» Provided entries:

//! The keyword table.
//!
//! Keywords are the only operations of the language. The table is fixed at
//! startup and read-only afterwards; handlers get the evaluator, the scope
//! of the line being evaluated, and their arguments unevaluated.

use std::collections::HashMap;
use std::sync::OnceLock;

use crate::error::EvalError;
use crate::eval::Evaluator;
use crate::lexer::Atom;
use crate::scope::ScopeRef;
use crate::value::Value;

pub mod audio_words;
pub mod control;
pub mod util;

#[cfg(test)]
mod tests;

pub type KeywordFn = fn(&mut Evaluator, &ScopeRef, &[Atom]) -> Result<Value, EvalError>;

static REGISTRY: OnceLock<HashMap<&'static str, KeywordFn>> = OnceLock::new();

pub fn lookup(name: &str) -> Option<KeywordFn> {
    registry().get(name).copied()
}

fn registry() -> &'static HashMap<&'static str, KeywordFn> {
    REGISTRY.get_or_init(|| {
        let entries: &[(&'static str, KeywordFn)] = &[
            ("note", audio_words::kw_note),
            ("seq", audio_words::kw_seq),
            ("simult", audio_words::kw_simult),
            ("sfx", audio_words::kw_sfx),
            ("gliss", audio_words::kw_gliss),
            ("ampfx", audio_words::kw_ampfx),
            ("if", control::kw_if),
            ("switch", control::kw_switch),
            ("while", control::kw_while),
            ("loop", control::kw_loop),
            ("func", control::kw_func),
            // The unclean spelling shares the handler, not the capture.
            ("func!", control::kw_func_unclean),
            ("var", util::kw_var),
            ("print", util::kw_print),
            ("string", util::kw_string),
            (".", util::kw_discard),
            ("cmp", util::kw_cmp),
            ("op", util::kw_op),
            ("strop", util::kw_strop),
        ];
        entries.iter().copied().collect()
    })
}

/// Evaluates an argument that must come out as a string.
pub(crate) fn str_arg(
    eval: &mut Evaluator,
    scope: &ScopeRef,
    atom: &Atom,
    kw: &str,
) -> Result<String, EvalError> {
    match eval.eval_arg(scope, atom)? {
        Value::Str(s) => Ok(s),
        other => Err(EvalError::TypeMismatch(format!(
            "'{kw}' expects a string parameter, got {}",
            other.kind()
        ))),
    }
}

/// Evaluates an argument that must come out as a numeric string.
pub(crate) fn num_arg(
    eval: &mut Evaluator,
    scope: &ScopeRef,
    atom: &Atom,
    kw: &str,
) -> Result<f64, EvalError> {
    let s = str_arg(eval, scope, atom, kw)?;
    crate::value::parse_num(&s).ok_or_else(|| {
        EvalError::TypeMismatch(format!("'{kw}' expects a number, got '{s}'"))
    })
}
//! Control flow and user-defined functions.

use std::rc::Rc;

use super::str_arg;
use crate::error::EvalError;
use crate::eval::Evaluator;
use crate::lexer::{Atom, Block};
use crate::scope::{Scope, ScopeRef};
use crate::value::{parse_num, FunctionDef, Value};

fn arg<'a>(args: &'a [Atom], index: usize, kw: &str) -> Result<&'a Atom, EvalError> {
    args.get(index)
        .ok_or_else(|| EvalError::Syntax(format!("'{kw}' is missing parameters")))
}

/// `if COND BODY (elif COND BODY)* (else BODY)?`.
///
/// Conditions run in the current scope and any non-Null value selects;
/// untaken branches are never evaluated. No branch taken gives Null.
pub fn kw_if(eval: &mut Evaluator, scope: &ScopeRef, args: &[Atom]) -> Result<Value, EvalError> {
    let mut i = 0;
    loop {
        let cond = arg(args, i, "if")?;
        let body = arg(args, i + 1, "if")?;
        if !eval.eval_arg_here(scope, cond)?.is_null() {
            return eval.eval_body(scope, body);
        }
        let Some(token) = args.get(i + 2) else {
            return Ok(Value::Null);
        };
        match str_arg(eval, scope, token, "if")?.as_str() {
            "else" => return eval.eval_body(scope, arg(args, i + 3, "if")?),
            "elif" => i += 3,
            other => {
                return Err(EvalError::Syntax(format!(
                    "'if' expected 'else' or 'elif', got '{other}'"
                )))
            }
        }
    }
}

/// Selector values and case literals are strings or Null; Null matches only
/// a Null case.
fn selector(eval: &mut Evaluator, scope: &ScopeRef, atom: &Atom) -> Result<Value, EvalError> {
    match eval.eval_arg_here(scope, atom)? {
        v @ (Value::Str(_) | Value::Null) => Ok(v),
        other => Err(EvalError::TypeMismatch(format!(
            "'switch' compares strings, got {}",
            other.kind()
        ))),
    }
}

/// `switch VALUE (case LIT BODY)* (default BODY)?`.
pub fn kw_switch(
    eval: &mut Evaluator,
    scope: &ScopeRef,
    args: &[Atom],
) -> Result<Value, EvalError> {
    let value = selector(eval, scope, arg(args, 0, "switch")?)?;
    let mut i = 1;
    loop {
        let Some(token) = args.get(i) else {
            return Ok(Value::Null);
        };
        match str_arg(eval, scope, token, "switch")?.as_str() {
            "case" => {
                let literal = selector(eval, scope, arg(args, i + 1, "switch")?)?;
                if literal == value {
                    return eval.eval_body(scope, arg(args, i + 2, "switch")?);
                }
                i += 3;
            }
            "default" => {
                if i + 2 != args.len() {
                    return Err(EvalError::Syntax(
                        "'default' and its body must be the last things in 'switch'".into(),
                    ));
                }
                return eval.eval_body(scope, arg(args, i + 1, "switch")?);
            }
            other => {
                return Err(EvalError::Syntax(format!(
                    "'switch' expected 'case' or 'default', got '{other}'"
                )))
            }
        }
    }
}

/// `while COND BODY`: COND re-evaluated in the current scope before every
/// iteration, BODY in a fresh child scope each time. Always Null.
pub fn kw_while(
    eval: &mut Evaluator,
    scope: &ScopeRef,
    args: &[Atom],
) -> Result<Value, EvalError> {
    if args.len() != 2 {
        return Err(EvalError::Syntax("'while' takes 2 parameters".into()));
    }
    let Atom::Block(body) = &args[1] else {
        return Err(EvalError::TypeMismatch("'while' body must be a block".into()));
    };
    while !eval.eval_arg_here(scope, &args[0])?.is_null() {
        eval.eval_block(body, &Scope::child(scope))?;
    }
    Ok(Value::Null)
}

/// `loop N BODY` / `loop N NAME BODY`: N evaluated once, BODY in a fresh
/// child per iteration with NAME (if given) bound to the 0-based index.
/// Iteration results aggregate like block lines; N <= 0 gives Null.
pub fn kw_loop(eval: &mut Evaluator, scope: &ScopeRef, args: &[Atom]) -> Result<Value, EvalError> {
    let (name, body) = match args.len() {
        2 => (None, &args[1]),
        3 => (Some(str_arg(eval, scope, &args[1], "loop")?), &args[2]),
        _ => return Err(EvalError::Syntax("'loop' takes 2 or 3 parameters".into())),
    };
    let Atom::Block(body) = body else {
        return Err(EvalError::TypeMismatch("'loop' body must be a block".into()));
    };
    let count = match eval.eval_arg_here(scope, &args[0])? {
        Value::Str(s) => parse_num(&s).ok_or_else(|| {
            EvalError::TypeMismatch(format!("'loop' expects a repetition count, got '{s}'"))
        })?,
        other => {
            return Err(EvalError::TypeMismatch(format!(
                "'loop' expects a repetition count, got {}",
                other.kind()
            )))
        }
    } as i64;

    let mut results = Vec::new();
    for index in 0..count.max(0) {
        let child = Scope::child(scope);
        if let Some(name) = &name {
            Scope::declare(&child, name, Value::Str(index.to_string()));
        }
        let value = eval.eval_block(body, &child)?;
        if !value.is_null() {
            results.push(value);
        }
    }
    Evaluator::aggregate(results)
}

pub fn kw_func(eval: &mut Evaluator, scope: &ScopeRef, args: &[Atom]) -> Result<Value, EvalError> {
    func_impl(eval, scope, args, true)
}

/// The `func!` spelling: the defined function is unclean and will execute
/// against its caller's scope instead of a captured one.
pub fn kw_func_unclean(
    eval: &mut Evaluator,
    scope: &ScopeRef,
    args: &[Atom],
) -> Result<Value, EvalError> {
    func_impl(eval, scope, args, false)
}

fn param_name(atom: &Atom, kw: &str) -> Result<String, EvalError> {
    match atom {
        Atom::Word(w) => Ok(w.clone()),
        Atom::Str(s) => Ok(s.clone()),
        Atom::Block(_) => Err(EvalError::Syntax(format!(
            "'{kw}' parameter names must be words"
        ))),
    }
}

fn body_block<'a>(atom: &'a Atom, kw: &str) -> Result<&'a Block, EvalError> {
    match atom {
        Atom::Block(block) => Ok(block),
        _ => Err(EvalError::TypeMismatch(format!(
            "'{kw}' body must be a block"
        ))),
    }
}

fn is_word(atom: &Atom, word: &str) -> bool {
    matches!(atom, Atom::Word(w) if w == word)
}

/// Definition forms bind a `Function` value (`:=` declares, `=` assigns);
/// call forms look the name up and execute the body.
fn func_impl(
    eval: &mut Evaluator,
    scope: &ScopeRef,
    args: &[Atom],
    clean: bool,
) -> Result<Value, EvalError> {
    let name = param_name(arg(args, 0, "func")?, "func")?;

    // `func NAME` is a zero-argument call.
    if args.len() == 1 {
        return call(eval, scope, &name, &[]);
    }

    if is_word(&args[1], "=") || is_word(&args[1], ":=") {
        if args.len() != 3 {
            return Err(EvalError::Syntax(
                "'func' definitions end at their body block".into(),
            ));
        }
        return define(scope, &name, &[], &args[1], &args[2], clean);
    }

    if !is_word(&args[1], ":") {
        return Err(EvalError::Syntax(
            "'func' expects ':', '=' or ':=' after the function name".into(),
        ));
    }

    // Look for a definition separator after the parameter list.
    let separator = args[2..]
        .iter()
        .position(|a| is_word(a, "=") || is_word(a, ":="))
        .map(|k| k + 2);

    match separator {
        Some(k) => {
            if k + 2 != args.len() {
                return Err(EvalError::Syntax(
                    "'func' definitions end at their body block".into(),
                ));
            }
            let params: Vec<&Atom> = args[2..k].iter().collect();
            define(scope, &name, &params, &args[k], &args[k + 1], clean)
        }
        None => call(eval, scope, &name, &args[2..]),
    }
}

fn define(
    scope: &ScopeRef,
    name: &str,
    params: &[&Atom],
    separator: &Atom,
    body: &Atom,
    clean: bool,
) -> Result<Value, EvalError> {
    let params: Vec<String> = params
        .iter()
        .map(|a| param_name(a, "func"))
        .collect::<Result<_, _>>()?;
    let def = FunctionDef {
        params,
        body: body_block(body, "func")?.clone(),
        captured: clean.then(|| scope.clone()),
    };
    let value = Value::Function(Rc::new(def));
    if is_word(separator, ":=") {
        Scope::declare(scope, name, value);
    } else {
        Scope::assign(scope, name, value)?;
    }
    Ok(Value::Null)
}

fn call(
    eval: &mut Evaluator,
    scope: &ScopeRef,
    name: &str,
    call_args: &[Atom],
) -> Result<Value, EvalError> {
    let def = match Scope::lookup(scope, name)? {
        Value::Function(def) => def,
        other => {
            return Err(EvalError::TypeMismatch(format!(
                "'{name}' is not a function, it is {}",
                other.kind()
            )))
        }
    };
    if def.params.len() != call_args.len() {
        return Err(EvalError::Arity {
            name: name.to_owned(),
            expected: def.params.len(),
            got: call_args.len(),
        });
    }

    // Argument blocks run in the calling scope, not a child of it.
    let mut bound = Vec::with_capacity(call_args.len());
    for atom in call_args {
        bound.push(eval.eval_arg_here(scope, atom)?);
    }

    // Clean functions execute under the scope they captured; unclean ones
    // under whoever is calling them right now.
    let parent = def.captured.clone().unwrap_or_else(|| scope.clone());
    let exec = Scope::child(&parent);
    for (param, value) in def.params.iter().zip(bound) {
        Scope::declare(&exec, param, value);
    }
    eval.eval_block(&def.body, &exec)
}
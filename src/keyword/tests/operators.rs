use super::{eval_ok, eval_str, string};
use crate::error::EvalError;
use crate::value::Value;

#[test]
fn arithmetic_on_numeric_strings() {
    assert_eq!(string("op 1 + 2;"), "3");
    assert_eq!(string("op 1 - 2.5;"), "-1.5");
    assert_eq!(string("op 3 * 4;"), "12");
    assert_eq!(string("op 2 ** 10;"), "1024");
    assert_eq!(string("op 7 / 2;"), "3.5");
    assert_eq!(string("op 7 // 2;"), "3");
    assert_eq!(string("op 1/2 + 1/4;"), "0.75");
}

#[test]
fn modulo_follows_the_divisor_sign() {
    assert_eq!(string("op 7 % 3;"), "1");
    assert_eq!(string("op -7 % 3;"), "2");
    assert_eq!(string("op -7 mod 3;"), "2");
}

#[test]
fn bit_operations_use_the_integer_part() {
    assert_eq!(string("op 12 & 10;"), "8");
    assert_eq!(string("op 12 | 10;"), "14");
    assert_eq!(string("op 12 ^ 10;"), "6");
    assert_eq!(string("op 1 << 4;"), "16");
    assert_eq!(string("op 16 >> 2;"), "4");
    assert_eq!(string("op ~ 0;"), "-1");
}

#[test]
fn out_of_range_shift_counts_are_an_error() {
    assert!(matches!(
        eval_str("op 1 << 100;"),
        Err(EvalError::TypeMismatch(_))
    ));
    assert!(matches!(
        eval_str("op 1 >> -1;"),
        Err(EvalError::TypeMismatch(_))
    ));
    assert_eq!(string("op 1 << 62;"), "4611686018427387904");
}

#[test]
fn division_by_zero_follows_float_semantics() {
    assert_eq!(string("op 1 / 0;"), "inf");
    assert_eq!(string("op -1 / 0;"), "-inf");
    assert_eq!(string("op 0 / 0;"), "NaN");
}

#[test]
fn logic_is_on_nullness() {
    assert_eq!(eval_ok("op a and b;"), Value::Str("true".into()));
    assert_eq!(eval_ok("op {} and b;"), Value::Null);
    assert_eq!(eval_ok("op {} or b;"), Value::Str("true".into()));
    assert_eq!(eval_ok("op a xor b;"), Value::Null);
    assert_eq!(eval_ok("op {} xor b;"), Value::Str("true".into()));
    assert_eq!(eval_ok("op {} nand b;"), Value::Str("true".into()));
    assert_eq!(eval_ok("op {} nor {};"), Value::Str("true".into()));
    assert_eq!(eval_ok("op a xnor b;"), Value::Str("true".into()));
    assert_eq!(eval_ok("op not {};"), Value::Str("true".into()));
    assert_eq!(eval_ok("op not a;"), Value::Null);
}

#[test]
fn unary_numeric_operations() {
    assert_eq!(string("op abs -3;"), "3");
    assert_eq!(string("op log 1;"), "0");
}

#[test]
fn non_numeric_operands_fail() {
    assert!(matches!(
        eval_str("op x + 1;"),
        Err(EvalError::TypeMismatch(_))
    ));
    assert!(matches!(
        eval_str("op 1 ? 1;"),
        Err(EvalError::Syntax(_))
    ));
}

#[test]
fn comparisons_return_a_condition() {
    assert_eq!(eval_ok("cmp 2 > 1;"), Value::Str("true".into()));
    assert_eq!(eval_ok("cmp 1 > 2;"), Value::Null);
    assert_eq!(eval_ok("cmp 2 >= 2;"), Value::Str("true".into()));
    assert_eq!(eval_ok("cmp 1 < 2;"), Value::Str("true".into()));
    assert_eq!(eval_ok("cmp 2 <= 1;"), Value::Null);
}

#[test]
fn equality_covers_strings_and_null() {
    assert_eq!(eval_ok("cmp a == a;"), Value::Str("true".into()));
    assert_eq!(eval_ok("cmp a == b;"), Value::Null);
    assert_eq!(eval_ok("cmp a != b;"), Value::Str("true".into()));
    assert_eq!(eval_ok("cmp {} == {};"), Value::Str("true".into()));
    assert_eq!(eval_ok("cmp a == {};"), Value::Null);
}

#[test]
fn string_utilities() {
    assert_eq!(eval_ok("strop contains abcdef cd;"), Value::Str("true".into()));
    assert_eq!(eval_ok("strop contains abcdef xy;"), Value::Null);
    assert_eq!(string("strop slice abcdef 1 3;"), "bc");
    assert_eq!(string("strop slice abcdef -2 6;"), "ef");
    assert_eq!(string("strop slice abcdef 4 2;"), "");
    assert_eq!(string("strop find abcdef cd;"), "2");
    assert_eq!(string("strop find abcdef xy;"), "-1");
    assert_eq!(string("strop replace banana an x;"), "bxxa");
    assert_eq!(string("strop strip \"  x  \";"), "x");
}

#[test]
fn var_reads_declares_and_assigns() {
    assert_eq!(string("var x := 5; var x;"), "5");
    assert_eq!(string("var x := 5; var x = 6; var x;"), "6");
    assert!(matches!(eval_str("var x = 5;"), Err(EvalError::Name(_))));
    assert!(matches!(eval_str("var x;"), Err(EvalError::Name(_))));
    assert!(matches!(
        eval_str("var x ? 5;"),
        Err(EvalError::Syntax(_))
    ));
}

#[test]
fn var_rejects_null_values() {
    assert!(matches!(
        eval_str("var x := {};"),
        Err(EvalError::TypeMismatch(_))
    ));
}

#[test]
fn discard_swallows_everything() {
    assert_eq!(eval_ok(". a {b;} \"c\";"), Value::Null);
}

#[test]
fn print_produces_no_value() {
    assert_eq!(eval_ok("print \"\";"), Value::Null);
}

» About this task:
Scan the material above. Copy each line that holds the word "gives".

» Reply to the task:
/// untaken branches are never evaluated. No branch taken gives Null.
/// Iteration results aggregate like block lines; N <= 0 gives Null.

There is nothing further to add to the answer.